#### Directions:
Return each line of the material below exactly. Begin at the first and end on the line with "pub struct FieldErrors<F: Ord".

───── Provided entries

//! Ticket form state and validation
//!
//! The form is a small state machine with two modes. It starts in create
//! mode, switches to edit mode when a ticket is loaded into it, and returns
//! to create mode after a successful submit or an explicit reset.

use std::collections::BTreeMap;
use std::fmt;

use crate::types::{MAX_DESCRIPTION_CHARS, NewTicket, Ticket, TicketId, TicketPatch, TicketStatus};

pub const TITLE_REQUIRED: &str = "Title is required";
pub const STATUS_REQUIRED: &str = "Status is required";
pub const STATUS_INVALID: &str = "Invalid status";
pub const DESCRIPTION_TOO_LONG: &str = "Description is too long (max 1000 chars)";

/// Form fields in declaration order
#[derive(Debug, Clone, Copy, PartialEq, Eq, PartialOrd, Ord, Hash, Default)]
pub enum FormField {
    #[default]
    Title,
    Status,
    Description,
}

impl FormField {
    pub const ALL: [FormField; 3] = [FormField::Title, FormField::Status, FormField::Description];

    /// Get the next field (wrapping)
    pub fn next(self) -> Self {
        match self {
            FormField::Title => FormField::Status,
            FormField::Status => FormField::Description,
            FormField::Description => FormField::Title,
        }
    }

    /// Get the previous field (wrapping)
    pub fn prev(self) -> Self {
        match self {
            FormField::Title => FormField::Description,
            FormField::Status => FormField::Title,
            FormField::Description => FormField::Status,
        }
    }

    pub fn name(self) -> &'static str {
        match self {
            FormField::Title => "title",
            FormField::Status => "status",
            FormField::Description => "description",
        }
    }

    pub fn label(self) -> &'static str {
        match self {
            FormField::Title => "Title",
            FormField::Status => "Status",
            FormField::Description => "Description",
        }
    }
}

impl fmt::Display for FormField {
    fn fmt(&self, f: &mut fmt::Formatter<'_>) -> fmt::Result {
        f.write_str(self.name())
    }
}

/// Field-level validation messages, ordered by field declaration
#[derive(Debug, Clone, PartialEq, Eq)]
pub struct FieldErrors<F: Ord = FormField>(BTreeMap<F, String>);

impl<F: Ord> Default for FieldErrors<F> {
    fn default() -> Self {
        Self(BTreeMap::new())
    }
}

impl<F: Ord + Copy> FieldErrors<F> {
    pub fn new() -> Self {
        Self::default()
    }

    pub fn insert(&mut self, field: F, message: impl Into<String>) {
        self.0.insert(field, message.into());
    }

    pub fn remove(&mut self, field: F) -> Option<String> {
        self.0.remove(&field)
    }

    pub fn get(&self, field: F) -> Option<&str> {
        self.0.get(&field).map(String::as_str)
    }

    pub fn is_empty(&self) -> bool {
        self.0.is_empty()
    }

    pub fn len(&self) -> usize {
        self.0.len()
    }

    pub fn clear(&mut self) {
        self.0.clear();
    }

    /// First invalid field in declaration order
    pub fn first(&self) -> Option<F> {
        self.0.keys().next().copied()
    }

    pub fn iter(&self) -> impl Iterator<Item = (F, &str)> {
        self.0.iter().map(|(field, msg)| (*field, msg.as_str()))
    }
}

impl<F: Ord + Copy + fmt::Display> fmt::Display for FieldErrors<F> {
    fn fmt(&self, f: &mut fmt::Formatter<'_>) -> fmt::Result {
        let parts: Vec<String> = self
            .iter()
            .map(|(field, msg)| format!("{field}: {msg}"))
            .collect();
        f.write_str(&parts.join("; "))
    }
}

/// Raw field values as typed by the user
#[derive(Debug, Clone, PartialEq, Eq)]
pub struct FormFields {
    pub title: String,
    pub description: String,
    pub status: String,
}

impl Default for FormFields {
    fn default() -> Self {
        Self {
            title: String::new(),
            description: String::new(),
            status: TicketStatus::Open.to_string(),
        }
    }
}

impl FormFields {
    pub fn from_ticket(ticket: &Ticket) -> Self {
        Self {
            title: ticket.title.clone(),
            description: ticket.description.clone().unwrap_or_default(),
            status: ticket.status.to_string(),
        }
    }

    pub fn get(&self, field: FormField) -> &str {
        match field {
            FormField::Title => &self.title,
            FormField::Status => &self.status,
            FormField::Description => &self.description,
        }
    }

    fn get_mut(&mut self, field: FormField) -> &mut String {
        match field {
            FormField::Title => &mut self.title,
            FormField::Status => &mut self.status,
            FormField::Description => &mut self.description,
        }
    }
}

/// Validate every field, collecting all errors.
pub fn validate(fields: &FormFields) -> Result<NewTicket, FieldErrors> {
    let mut errors = FieldErrors::new();

    let title = fields.title.trim();
    if title.is_empty() {
        errors.insert(FormField::Title, TITLE_REQUIRED);
    }

    let status = fields.status.trim();
    let parsed_status = if status.is_empty() {
        errors.insert(FormField::Status, STATUS_REQUIRED);
        None
    } else {
        match status.parse::<TicketStatus>() {
            Ok(s) => Some(s),
            Err(_) => {
                errors.insert(FormField::Status, STATUS_INVALID);
                None
            }
        }
    };

    if fields.description.chars().count() > MAX_DESCRIPTION_CHARS {
        errors.insert(FormField::Description, DESCRIPTION_TOO_LONG);
    }

    match parsed_status {
        Some(status) if errors.is_empty() => Ok(NewTicket {
            title: title.to_string(),
            description: normalize_description(&fields.description),
            status,
        }),
        _ => Err(errors),
    }
}

fn normalize_description(raw: &str) -> Option<String> {
    if raw.trim().is_empty() {
        None
    } else {
        Some(raw.to_string())
    }
}

#[derive(Debug, Clone, PartialEq, Eq, Default)]
pub enum FormMode {
    #[default]
    Create,
    Edit(TicketId),
}

/// A validated form, ready for the ticket service
#[derive(Debug, Clone, PartialEq, Eq)]
pub enum Submission {
    Create(NewTicket),
    Update(TicketPatch),
}

#[derive(Debug, Clone, PartialEq, Eq, Default)]
pub struct FormState {
    pub mode: FormMode,
    pub fields: FormFields,
    pub errors: FieldErrors,
    pub focused: FormField,
}

impl FormState {
    pub fn new() -> Self {
        Self::default()
    }

    /// Load a ticket into the form and switch to edit mode.
    pub fn for_edit(ticket: &Ticket) -> Self {
        Self {
            mode: FormMode::Edit(ticket.id.clone()),
            fields: FormFields::from_ticket(ticket),
            errors: FieldErrors::new(),
            focused: FormField::Title,
        }
    }

    pub fn is_edit(&self) -> bool {
        matches!(self.mode, FormMode::Edit(_))
    }

    pub fn editing_id(&self) -> Option<&TicketId> {
        match &self.mode {
            FormMode::Edit(id) => Some(id),
            FormMode::Create => None,
        }
    }

    /// Back to an empty create-mode form.
    pub fn reset(&mut self) {
        *self = Self::default();
    }

    /// Replace a field's value. Editing a field clears its error.
    pub fn set_field(&mut self, field: FormField, value: impl Into<String>) {
        *self.fields.get_mut(field) = value.into();
        self.errors.remove(field);
    }

    pub fn insert_char(&mut self, c: char) {
        let field = self.focused;
        self.fields.get_mut(field).push(c);
        self.errors.remove(field);
    }

    pub fn backspace(&mut self) {
        let field = self.focused;
        self.fields.get_mut(field).pop();
        self.errors.remove(field);
    }

    /// Step the status field through the valid values.
    ///
    /// Text that is not a valid status restarts the cycle at `open`.
    pub fn cycle_status(&mut self, forward: bool) {
        let next = match self.fields.status.trim().parse::<TicketStatus>() {
            Ok(current) if forward => current.next(),
            Ok(current) => current.prev(),
            Err(_) => TicketStatus::Open,
        };
        self.set_field(FormField::Status, next.to_string());
    }

    pub fn focus_next(&mut self) {
        self.focused = self.focused.next();
    }

    pub fn focus_prev(&mut self) {
        self.focused = self.focused.prev();
    }

    /// Validate the form.
    ///
    /// On failure the errors are recorded, focus moves to the first invalid
    /// field and no submission is produced.
    pub fn submit(&mut self) -> Result<Submission, FieldErrors> {
        match validate(&self.fields) {
            Ok(new) => {
                self.errors.clear();
                Ok(match &self.mode {
                    FormMode::Create => Submission::Create(new),
                    FormMode::Edit(id) => Submission::Update(TicketPatch {
                        id: id.clone(),
                        title: Some(new.title),
                        description: Some(new.description),
                        status: Some(new.status),
                    }),
                })
            }
            Err(errors) => {
                if let Some(first) = errors.first() {
                    self.focused = first;
                }
                self.errors = errors.clone();
                Err(errors)
            }
        }
    }
}

#[cfg(test)]
mod tests {
    use super::*;

    fn fields(title: &str, status: &str, description: &str) -> FormFields {
        FormFields {
            title: title.to_string(),
            description: description.to_string(),
            status: status.to_string(),
        }
    }

    #[test]
    fn test_field_cycle() {
        assert_eq!(FormField::Title.next(), FormField::Status);
        assert_eq!(FormField::Description.next(), FormField::Title);
        assert_eq!(FormField::Title.prev(), FormField::Description);
    }

    #[test]
    fn test_empty_title_only_error() {
        let errors = validate(&fields("", "open", "")).unwrap_err();
        assert_eq!(errors.len(), 1);
        assert_eq!(errors.get(FormField::Title), Some(TITLE_REQUIRED));
    }

    #[test]
    fn test_whitespace_title_rejected() {
        let errors = validate(&fields("   ", "open", "")).unwrap_err();
        assert_eq!(errors.get(FormField::Title), Some(TITLE_REQUIRED));
    }

    #[test]
    fn test_long_description_only_error() {
        let long = "x".repeat(1001);
        let errors = validate(&fields("Fix bug", "open", &long)).unwrap_err();
        assert_eq!(errors.len(), 1);
        assert_eq!(errors.get(FormField::Description), Some(DESCRIPTION_TOO_LONG));
    }

    #[test]
    fn test_description_limit_counts_chars() {
        let exact = "é".repeat(1000);
        assert!(validate(&fields("T", "open", &exact)).is_ok());
    }

    #[test]
    fn test_status_errors() {
        let errors = validate(&fields("T", "", "")).unwrap_err();
        assert_eq!(errors.get(FormField::Status), Some(STATUS_REQUIRED));

        let errors = validate(&fields("T", "done", "")).unwrap_err();
        assert_eq!(errors.get(FormField::Status), Some(STATUS_INVALID));
    }

    #[test]
    fn test_all_errors_collected() {
        let long = "x".repeat(1001);
        let errors = validate(&fields("", "nope", &long)).unwrap_err();
        assert_eq!(errors.len(), 3);
        assert_eq!(errors.first(), Some(FormField::Title));
        assert_eq!(
            errors.to_string(),
            "title: Title is required; status: Invalid status; description: Description is too long (max 1000 chars)"
        );
    }

    #[test]
    fn test_valid_form_normalizes() {
        let new = validate(&fields("  Fix bug ", "in_progress", "")).unwrap();
        assert_eq!(new.title, "Fix bug");
        assert_eq!(new.status, TicketStatus::InProgress);
        assert!(new.description.is_none());
    }

    #[test]
    fn test_submit_failure_focuses_first_invalid() {
        let mut form = FormState::new();
        form.focused = FormField::Description;
        form.set_field(FormField::Title, "ok");
        form.set_field(FormField::Status, "bogus");

        let result = form.submit();
        assert!(result.is_err());
        assert_eq!(form.focused, FormField::Status);
        assert_eq!(form.errors.get(FormField::Status), Some(STATUS_INVALID));
    }

    #[test]
    fn test_editing_field_clears_its_error() {
        let mut form = FormState::new();
        form.set_field(FormField::Status, "");
        let _ = form.submit();
        assert_eq!(form.errors.len(), 2);

        form.focused = FormField::Title;
        form.insert_char('A');
        assert!(form.errors.get(FormField::Title).is_none());
        assert_eq!(form.errors.get(FormField::Status), Some(STATUS_REQUIRED));
    }

    #[test]
    fn test_edit_mode_submits_patch() {
        let ticket = Ticket {
            id: TicketId::new("abc"),
            title: "Old".to_string(),
            description: Some("body".to_string()),
            status: TicketStatus::Open,
        };
        let mut form = FormState::for_edit(&ticket);
        assert!(form.is_edit());
        assert_eq!(form.fields.description, "body");

        form.set_field(FormField::Title, "New");
        form.set_field(FormField::Description, "");
        let submission = form.submit().unwrap();

        assert_eq!(
            submission,
            Submission::Update(TicketPatch {
                id: TicketId::new("abc"),
                title: Some("New".to_string()),
                description: Some(None),
                status: Some(TicketStatus::Open),
            })
        );
    }

    #[test]
    fn test_reset_returns_to_create_mode() {
        let ticket = Ticket {
            id: TicketId::new("abc"),
            title: "Old".to_string(),
            description: None,
            status: TicketStatus::Closed,
        };
        let mut form = FormState::for_edit(&ticket);
        form.reset();
        assert_eq!(form, FormState::new());
        assert_eq!(form.fields.status, "open");
    }

    #[test]
    fn test_cycle_status() {
        let mut form = FormState::new();
        form.cycle_status(true);
        assert_eq!(form.fields.status, "in_progress");
        form.cycle_status(false);
        form.cycle_status(false);
        assert_eq!(form.fields.status, "closed");

        form.set_field(FormField::Status, "garbage");
        form.cycle_status(true);
        assert_eq!(form.fields.status, "open");
    }

    #[test]
    fn test_backspace_edits_focused_field() {
        let mut form = FormState::new();
        form.focused = FormField::Description;
        form.insert_char('h');
        form.insert_char('i');
        form.backspace();
        assert_eq!(form.fields.description, "h");
        assert_eq!(form.fields.title, "");
    }
}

──────────

#### Written solution:
//! Ticket form state and validation
//!
//! The form is a small state machine with two modes. It starts in create
//! mode, switches to edit mode when a ticket is loaded into it, and returns
//! to create mode after a successful submit or an explicit reset.

use std::collections::BTreeMap;
use std::fmt;

use crate::types::{MAX_DESCRIPTION_CHARS, NewTicket, Ticket, TicketId, TicketPatch, TicketStatus};

pub const TITLE_REQUIRED: &str = "Title is required";
pub const STATUS_REQUIRED: &str = "Status is required";
pub const STATUS_INVALID: &str = "Invalid status";
pub const DESCRIPTION_TOO_LONG: &str = "Description is too long (max 1000 chars)";

/// Form fields in declaration order
#[derive(Debug, Clone, Copy, PartialEq, Eq, PartialOrd, Ord, Hash, Default)]
pub enum FormField {
    #[default]
    Title,
    Status,
    Description,
}

impl FormField {
    pub const ALL: [FormField; 3] = [FormField::Title, FormField::Status, FormField::Description];

    /// Get the next field (wrapping)
    pub fn next(self) -> Self {
        match self {
            FormField::Title => FormField::Status,
            FormField::Status => FormField::Description,
            FormField::Description => FormField::Title,
        }
    }

    /// Get the previous field (wrapping)
    pub fn prev(self) -> Self {
        match self {
            FormField::Title => FormField::Description,
            FormField::Status => FormField::Title,
            FormField::Description => FormField::Status,
        }
    }

    pub fn name(self) -> &'static str {
        match self {
            FormField::Title => "title",
            FormField::Status => "status",
            FormField::Description => "description",
        }
    }

    pub fn label(self) -> &'static str {
        match self {
            FormField::Title => "Title",
            FormField::Status => "Status",
            FormField::Description => "Description",
        }
    }
}

impl fmt::Display for FormField {
    fn fmt(&self, f: &mut fmt::Formatter<'_>) -> fmt::Result {
        f.write_str(self.name())
    }
}

/// Field-level validation messages, ordered by field declaration
#[derive(Debug, Clone, PartialEq, Eq)]
pub struct FieldErrors<F: Ord = FormField>(BTreeMap<F, String>);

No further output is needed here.